Synthesis and Characterization of Novel Calcium-Silicate Nanobioceramics with Magnesium: Effect of Heat Treatment on Biological, Physical and Chemical Properties
Konstantina Kazeli,
Ioannis Tsamesidis,
Anna Theocharidou,
Lamprini Malletzidou,
Jonathan Rhoades,
Georgia K. Pouroutzidou,
Eleni Likotrafiti,
Konstantinos Chrissafis,
Theodoros Lialiaris,
Lambrini Papadopoulou,
Eleana Kontonasaki,
Evgenia Lymperaki
Affiliations
Konstantina Kazeli
School of Health Sciences, Faculty of Medicine Alexandoupoli, Democritus University of Thrace, GR-68100 Alexandroupolis, Greece
Ioannis Tsamesidis
Department of Biomedical Sciences, International Hellenic University, GR-57400 Thessaloniki, Greece
Anna Theocharidou
Department of Prosthodontics, School of Dentistry, Faculty of Health Sciences, Aristotle University of Thessaloniki, GR-54124 Thessaloniki, Greece
Lamprini Malletzidou
Advanced Materials and Devices Laboratory, School of Physics, Faculty of Sciences, Aristotle University of Thessaloniki, GR-54124 Thessaloniki, Greece
Jonathan Rhoades
Department of Food Science and Technology, International Hellenic University, GR-57400 Thessaloniki, Greece
Georgia K. Pouroutzidou
Advanced Materials and Devices Laboratory, School of Physics, Faculty of Sciences, Aristotle University of Thessaloniki, GR-54124 Thessaloniki, Greece
Eleni Likotrafiti
Department of Food Science and Technology, International Hellenic University, GR-57400 Thessaloniki, Greece
Konstantinos Chrissafis
Advanced Materials and Devices Laboratory, School of Physics, Faculty of Sciences, Aristotle University of Thessaloniki, GR-54124 Thessaloniki, Greece
Theodoros Lialiaris
School of Health Sciences, Faculty of Medicine Alexandoupoli, Democritus University of Thrace, GR-68100 Alexandroupolis, Greece
Lambrini Papadopoulou
School of Geology, Aristotle University of Thessaloniki, GR-54124 Thessaloniki, Greece
Eleana Kontonasaki
Department of Prosthodontics, School of Dentistry, Faculty of Health Sciences, Aristotle University of Thessaloniki, GR-54124 Thessaloniki, Greece
Evgenia Lymperaki
Department of Biomedical Sciences, International Hellenic University, GR-57400 Thessaloniki, Greece
Glass-ceramic nanopowder with a composition of 55SiO2-35CaO-10MgO (mol %) was synthesized by the sol–gel method and was heat treated at three temperatures (T1 = 835 °C, T2 = 1000 °C, T3 = 1100 °C) in order to obtain different materials (C1, C2, C3, respectively) varying in crystal structure.
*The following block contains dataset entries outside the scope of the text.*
//! Analog filter design: pole placement and transfer-function text.
//!
//! [`FilterParameters`] describes a filter the way a user would (type,
//! order, cutoff, damping, bandwidth). The design step renders the
//! `s`-domain numerator and denominator as expression text, which then goes
//! through the same parser and bilinear transform as a hand-written
//! transfer function.
//!
//! - **Low/high-pass**: `ω^n/D(s)` and `s^n/D(s)`, with `D` either the
//!   Butterworth pole polynomial or a cascade of identical damped sections.
//! - **Band-pass/band-stop**: a second-order resonator for narrow bands, or
//!   a low-pass and high-pass pair for wide bands (see [`is_wide_band`]).
//! - **Notch**: `(s^2+ω^2)/(s^2+w·s+ω^2)`.
//! - **Custom**: user-supplied numerator and denominator text in `s`.
//!
//! # Example
//!
//! ```
//! use tfsynth::design::{FilterParameters, FilterType};
//!
//! let params = FilterParameters {
//!     filter_type: FilterType::LowPass,
//!     order: 4,
//!     cutoff_hz: 2.0,
//!     butterworth: true,
//!     ..Default::default()
//! };
//! assert_eq!(params.display_name(), "4th Order Low-Pass, 2 Hz, Butterworth");
//!
//! let mut filter = params.build_filter(200.0).unwrap();
//! let y = filter.apply(1.0);
//! assert!(y > 0.0 && y < 1.0);
//! ```

mod band;
mod butterworth;
mod naming;
mod standard;

#[cfg(test)]
mod tests;

pub use band::{band_edges, is_wide_band};
pub use butterworth::{butterworth_denominator, butterworth_poles};
pub use standard::{polynomial_expression, standard_denominator};

use core::f64::consts::PI;

use tracing::debug;

use crate::error::{SynthesisError, SynthesisResult};
use crate::filter::DigitalFilter;
use crate::synthesis::TransferFunction;

/// Significant digits used when rendering design coefficients as text.
pub const DEFAULT_PRECISION: usize = 15;

/// Kind of filter to design.
#[derive(Debug, Clone, Copy, PartialEq, Eq, Hash, Default)]
#[cfg_attr(
    feature = "serde",
    derive(serde::Serialize, serde::Deserialize),
    serde(rename_all = "lowercase")
)]
pub enum FilterType {
    #[default]
    #[cfg_attr(feature = "serde", serde(alias = "low-pass"))]
    LowPass,
    #[cfg_attr(feature = "serde", serde(alias = "high-pass"))]
    HighPass,
    #[cfg_attr(feature = "serde", serde(alias = "band-pass"))]
    BandPass,
    #[cfg_attr(feature = "serde", serde(alias = "band-stop"))]
    BandStop,
    Notch,
    Custom,
}

/// Numerator and denominator of a transfer function as `s` expression text.
#[derive(Debug, Clone, PartialEq, Eq)]
pub struct TransferFunctionText {
    pub numerator: String,
    pub denominator: String,
}

impl FilterType {
    /// Name used in filter descriptions, e.g. `"Band-Pass"`.
    pub fn label(self) -> &'static str {
        match self {
            FilterType::LowPass => "Low-Pass",
            FilterType::HighPass => "High-Pass",
            FilterType::BandPass => "Band-Pass",
            FilterType::BandStop => "Band-Stop",
            FilterType::Notch => "Notch",
            FilterType::Custom => "Custom",
        }
    }

    /// Band and notch filters are parameterized by a width.
    pub fn uses_width(self) -> bool {
        matches!(
            self,
            FilterType::BandPass | FilterType::BandStop | FilterType::Notch
        )
    }

    /// Render the `s`-domain transfer function for `params`.
    ///
    /// Expects parameters that passed [`FilterParameters::validate`]; the
    /// filter type is taken from `self`.
    pub fn build_expressions(self, params: &FilterParameters) -> TransferFunctionText {
        let cutoff = params.cutoff_rad();
        let text = match self {
            FilterType::LowPass => standard::lowpass_text(
                params.order,
                cutoff,
                params.damping_ratio,
                params.butterworth,
                params.precision,
            ),
            FilterType::HighPass => standard::highpass_text(
                params.order,
                cutoff,
                params.damping_ratio,
                params.butterworth,
                params.precision,
            ),
            FilterType::BandPass if is_wide_band(self, params.cutoff_hz, params.width_hz) => {
                band::wide_band_pass(params)
            }
            FilterType::BandPass => band::narrow_band_pass(params),
            FilterType::BandStop if is_wide_band(self, params.cutoff_hz, params.width_hz) => {
                band::wide_band_stop(params)
            }
            FilterType::BandStop | FilterType::Notch => band::narrow_band_stop(params),
            FilterType::Custom => TransferFunctionText {
                numerator: params.numerator.clone(),
                denominator: params.denominator.clone(),
            },
        };
        debug!(
            filter_type = ?self,
            numerator = %text.numerator,
            denominator = %text.denominator,
            "designed transfer function"
        );
        text
    }
}

/// Everything needed to design a filter.
///
/// Frequencies are in Hz. Fields a filter type does not use are ignored.
#[derive(Debug, Clone, PartialEq)]
#[cfg_attr(
    feature = "serde",
    derive(serde::Serialize, serde::Deserialize),
    serde(default)
)]
pub struct FilterParameters {
    /// Kind of filter
    pub filter_type: FilterType,
    /// Filter order (number of poles for low/high-pass and wide bands)
    pub order: usize,
    /// Cutoff, or centre frequency for band and notch filters
    pub cutoff_hz: f64,
    /// Damping ratio of each second-order section (non-Butterworth)
    pub damping_ratio: f64,
    /// Bandwidth for band and notch filters
    pub width_hz: f64,
    /// Place poles on the Butterworth circle instead of using `damping_ratio`
    pub butterworth: bool,
    /// Filter forward and backward for zero phase shift
    pub phaseless: bool,
    /// Numerator text in `s` (custom filters)
    pub numerator: String,
    /// Denominator text in `s` (custom filters)
    pub denominator: String,
    /// Significant digits of the rendered coefficients
    pub precision: usize,
}

impl Default for FilterParameters {
    fn default() -> Self {
        Self {
            filter_type: FilterType::LowPass,
            order: 1,
            cutoff_hz: 1.0,
            damping_ratio: 1.0,
            width_hz: 1.0,
            butterworth: false,
            phaseless: false,
            numerator: "1".to_string(),
            denominator: "s+1".to_string(),
            precision: DEFAULT_PRECISION,
        }
    }
}

impl FilterParameters {
    /// Cutoff in rad/s.
    pub fn cutoff_rad(&self) -> f64 {
        2.0 * PI * self.cutoff_hz
    }

    /// Bandwidth in rad/s.
    pub fn width_rad(&self) -> f64 {
        2.0 * PI * self.width_hz
    }

    pub fn is_wide_band(&self) -> bool {
        is_wide_band(self.filter_type, self.cutoff_hz, self.width_hz)
    }

    fn uses_damping(&self) -> bool {
        if self.butterworth {
            return false;
        }
        match self.filter_type {
            FilterType::LowPass | FilterType::HighPass => self.order > 1,
            FilterType::BandPass | FilterType::BandStop => self.is_wide_band() && self.order > 2,
            FilterType::Notch | FilterType::Custom => false,
        }
    }

    /// Check the fields the filter type uses.
    ///
    /// Returns [`SynthesisError::Configuration`] naming the first bad field.
    pub fn validate(&self) -> SynthesisResult<()> {
        let positive = |value: f64| value.is_finite() && value > 0.0;

        if !(1..=17).contains(&self.precision) {
            return Err(SynthesisError::configuration(format!(
                "precision must be between 1 and 17 digits, got {}",
                self.precision
            )));
        }

        if self.filter_type == FilterType::Custom {
            if self.numerator.trim().is_empty() || self.denominator.trim().is_empty() {
                return Err(SynthesisError::configuration(
                    "custom filters need numerator and denominator text",
                ));
            }
            return Ok(());
        }

        if self.order == 0 {
            return Err(SynthesisError::configuration("order must be at least 1"));
        }
        if !positive(self.cutoff_hz) {
            return Err(SynthesisError::configuration(format!(
                "cutoff frequency must be positive, got {}",
                self.cutoff_hz
            )));
        }
        if self.filter_type.uses_width() && !positive(self.width_hz) {
            return Err(SynthesisError::configuration(format!(
                "width must be positive, got {}",
                self.width_hz
            )));
        }
        if self.is_wide_band() && self.order < 2 {
            return Err(SynthesisError::configuration(
                "wide-band filters need order 2 or higher",
            ));
        }
        if self.uses_damping() && !positive(self.damping_ratio) {
            return Err(SynthesisError::configuration(format!(
                "damping ratio must be positive, got {}",
                self.damping_ratio
            )));
        }
        Ok(())
    }

    /// Validate, then render the transfer function text.
    pub fn build_expressions(&self) -> SynthesisResult<TransferFunctionText> {
        self.validate()?;
        Ok(self.filter_type.build_expressions(self))
    }

    pub fn build_transfer_function(&self) -> SynthesisResult<TransferFunction> {
        let text = self.build_expressions()?;
        TransferFunction::from_expressions(&text.numerator, &text.denominator)
    }

    /// Design and discretize at `sample_rate` Hz.
    pub fn build_filter(&self, sample_rate: f64) -> SynthesisResult<DigitalFilter> {
        DigitalFilter::from_transfer_function(sample_rate, &self.build_transfer_function()?)
    }

    /// Filter `data` in place, sampled at `sample_rate` Hz.
    ///
    /// The filter starts settled at the first sample. With `phaseless`
    /// set, the data is filtered forward and then backward.
    pub fn apply(&self, sample_rate: f64, data: &mut [f64]) -> SynthesisResult<()> {
        let mut filter = self.build_filter(sample_rate)?;
        debug!(name = %self.display_name(), samples = data.len(), "applying filter");

        if self.phaseless {
            filter.process_phaseless(data);
        } else if let Some(&first) = data.first() {
            filter.initialize(first);
            filter.process_inplace(data);
        }
        Ok(())
    }

    /// Human-readable description, e.g. `"2nd Order High-Pass, 5 Hz, zeta = 0.7"`.
    pub fn display_name(&self) -> String {
        naming::display_name(self)
    }
}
Bioactivity and oxidative stress were evaluated in simulated body fluid (SBF) for various time periods (up to 10 days). The structure of the synthesized materials and their apatite-forming ability were investigated by X-ray diffractometry (XRD), Fourier transform infrared spectroscopy (FTIR), Scanning Electron Microscopy and Energy Dispersive Spectroscopy (SEM/EDS). The antibacterial properties of the synthesized materials were evaluated against three Gram-positive and four Gram-negative bacterial strains and their biocompatibility was verified on a primary cell line of human gingival fibroblasts (HGFs) by the MTT (3-[4, 5-dimethylthiazol-2-yl]-2, 5 diphenyl tetrazolium bromide) assay. The crystallization of the materials was increased by sintering temperature. Heat treatment did not inhibit the bioactive behavior of the materials as apatite formation started after 3 days in SBF. C2, C3 showed some indications of apatite forming even from the first day. Regarding cell viability, a variety of biological behaviors, concerning both dose and time points, was observed between the positive control and the tested materials by both the MTT assay and oxidative stress analysis. In conclusion, the nanobioceramic materials of this study possess a multitude of attractive physicochemical and biological properties that make them suitable candidates for bone regeneration applications, fillers in nanocomposite scaffolds, or as grafts in bone cavities and periodontal lesions.